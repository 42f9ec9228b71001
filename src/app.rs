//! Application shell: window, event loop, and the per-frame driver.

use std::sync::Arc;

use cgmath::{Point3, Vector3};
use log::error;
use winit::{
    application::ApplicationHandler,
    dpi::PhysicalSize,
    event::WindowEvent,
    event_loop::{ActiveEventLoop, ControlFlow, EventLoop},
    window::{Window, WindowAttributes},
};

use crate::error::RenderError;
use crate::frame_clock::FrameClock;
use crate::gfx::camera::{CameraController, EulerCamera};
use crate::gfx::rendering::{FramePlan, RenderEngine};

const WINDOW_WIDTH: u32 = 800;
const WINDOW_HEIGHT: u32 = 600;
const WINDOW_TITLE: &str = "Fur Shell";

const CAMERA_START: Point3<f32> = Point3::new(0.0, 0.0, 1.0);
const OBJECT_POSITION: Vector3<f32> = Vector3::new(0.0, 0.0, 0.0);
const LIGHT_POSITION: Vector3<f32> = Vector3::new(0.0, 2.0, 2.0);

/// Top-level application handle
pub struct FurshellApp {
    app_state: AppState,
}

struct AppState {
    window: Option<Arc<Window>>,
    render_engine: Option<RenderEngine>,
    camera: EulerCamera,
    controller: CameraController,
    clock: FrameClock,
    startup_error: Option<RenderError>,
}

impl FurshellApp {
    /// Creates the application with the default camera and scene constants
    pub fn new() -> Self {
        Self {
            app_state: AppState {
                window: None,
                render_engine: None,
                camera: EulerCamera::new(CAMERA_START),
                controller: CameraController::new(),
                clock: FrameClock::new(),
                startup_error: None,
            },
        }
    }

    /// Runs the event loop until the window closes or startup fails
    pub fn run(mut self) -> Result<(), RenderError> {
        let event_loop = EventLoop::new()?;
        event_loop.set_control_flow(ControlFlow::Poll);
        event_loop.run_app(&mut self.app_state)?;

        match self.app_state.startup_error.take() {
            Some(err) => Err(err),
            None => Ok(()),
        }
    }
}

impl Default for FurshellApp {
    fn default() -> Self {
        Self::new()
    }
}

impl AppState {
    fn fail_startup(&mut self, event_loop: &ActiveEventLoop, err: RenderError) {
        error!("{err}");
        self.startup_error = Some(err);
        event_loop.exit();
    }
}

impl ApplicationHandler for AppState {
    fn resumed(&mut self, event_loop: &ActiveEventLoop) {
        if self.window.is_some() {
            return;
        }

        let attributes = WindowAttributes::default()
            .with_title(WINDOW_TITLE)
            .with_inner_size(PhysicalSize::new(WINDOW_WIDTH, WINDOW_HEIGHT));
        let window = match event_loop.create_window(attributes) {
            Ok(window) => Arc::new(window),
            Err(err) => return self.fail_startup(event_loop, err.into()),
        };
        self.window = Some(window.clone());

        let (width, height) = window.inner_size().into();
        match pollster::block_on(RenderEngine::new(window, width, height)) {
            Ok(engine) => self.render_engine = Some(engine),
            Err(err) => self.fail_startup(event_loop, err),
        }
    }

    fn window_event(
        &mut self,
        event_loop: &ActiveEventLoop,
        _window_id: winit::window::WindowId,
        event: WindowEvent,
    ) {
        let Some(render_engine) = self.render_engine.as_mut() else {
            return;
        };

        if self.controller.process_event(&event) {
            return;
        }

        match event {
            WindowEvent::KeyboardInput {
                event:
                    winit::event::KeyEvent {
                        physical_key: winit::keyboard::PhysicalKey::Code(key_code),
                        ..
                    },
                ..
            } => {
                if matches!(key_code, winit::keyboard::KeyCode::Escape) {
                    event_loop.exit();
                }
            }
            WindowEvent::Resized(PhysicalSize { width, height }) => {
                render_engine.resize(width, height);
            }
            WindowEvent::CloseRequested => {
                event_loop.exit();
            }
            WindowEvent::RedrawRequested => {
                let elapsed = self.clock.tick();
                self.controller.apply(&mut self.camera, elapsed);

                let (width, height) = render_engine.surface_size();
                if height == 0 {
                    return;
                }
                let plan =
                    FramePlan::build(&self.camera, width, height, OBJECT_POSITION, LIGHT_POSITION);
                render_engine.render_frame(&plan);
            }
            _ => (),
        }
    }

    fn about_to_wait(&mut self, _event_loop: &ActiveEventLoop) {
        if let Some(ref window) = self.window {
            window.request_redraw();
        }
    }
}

☆ ☆ ☆ ☆ ☆

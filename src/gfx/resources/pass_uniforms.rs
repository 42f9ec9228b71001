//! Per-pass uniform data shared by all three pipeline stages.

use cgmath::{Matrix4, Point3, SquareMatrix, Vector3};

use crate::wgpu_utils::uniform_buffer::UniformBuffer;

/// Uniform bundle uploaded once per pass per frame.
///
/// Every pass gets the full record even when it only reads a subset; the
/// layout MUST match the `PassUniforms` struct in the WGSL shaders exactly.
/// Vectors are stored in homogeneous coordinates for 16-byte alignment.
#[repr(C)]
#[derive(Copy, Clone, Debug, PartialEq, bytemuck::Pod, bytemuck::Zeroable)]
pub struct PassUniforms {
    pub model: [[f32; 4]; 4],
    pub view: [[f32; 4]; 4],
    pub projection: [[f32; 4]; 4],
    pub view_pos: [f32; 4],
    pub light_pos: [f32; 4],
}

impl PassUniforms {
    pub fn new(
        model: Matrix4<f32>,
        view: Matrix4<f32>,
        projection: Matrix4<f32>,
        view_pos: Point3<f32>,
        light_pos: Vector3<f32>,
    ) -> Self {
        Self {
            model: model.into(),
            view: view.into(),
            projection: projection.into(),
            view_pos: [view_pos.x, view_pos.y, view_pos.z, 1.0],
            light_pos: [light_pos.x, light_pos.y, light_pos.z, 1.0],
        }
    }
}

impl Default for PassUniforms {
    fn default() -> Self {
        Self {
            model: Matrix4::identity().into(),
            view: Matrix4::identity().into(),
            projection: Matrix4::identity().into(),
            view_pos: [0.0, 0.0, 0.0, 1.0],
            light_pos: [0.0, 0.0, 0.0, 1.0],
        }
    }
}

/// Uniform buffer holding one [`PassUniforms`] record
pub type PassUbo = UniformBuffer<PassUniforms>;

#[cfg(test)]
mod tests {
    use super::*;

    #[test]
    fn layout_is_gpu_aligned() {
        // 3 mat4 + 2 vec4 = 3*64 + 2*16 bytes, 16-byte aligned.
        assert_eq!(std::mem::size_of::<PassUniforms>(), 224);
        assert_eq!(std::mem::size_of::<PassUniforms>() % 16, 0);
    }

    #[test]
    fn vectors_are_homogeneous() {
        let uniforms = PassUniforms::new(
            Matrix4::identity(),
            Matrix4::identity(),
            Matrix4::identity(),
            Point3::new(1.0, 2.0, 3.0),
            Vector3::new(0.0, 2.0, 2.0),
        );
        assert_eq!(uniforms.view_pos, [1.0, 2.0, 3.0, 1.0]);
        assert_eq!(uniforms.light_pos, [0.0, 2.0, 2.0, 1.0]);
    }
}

☆ ☆ ☆ ☆ ☆

■ REQUIRED WORK ■
When a line among the entries contains "model", pull that line out.

■ COMPLETED TASK ■
    pub model: [[f32; 4]; 4],
        model: Matrix4<f32>,
            model: model.into(),
            model: Matrix4::identity().into(),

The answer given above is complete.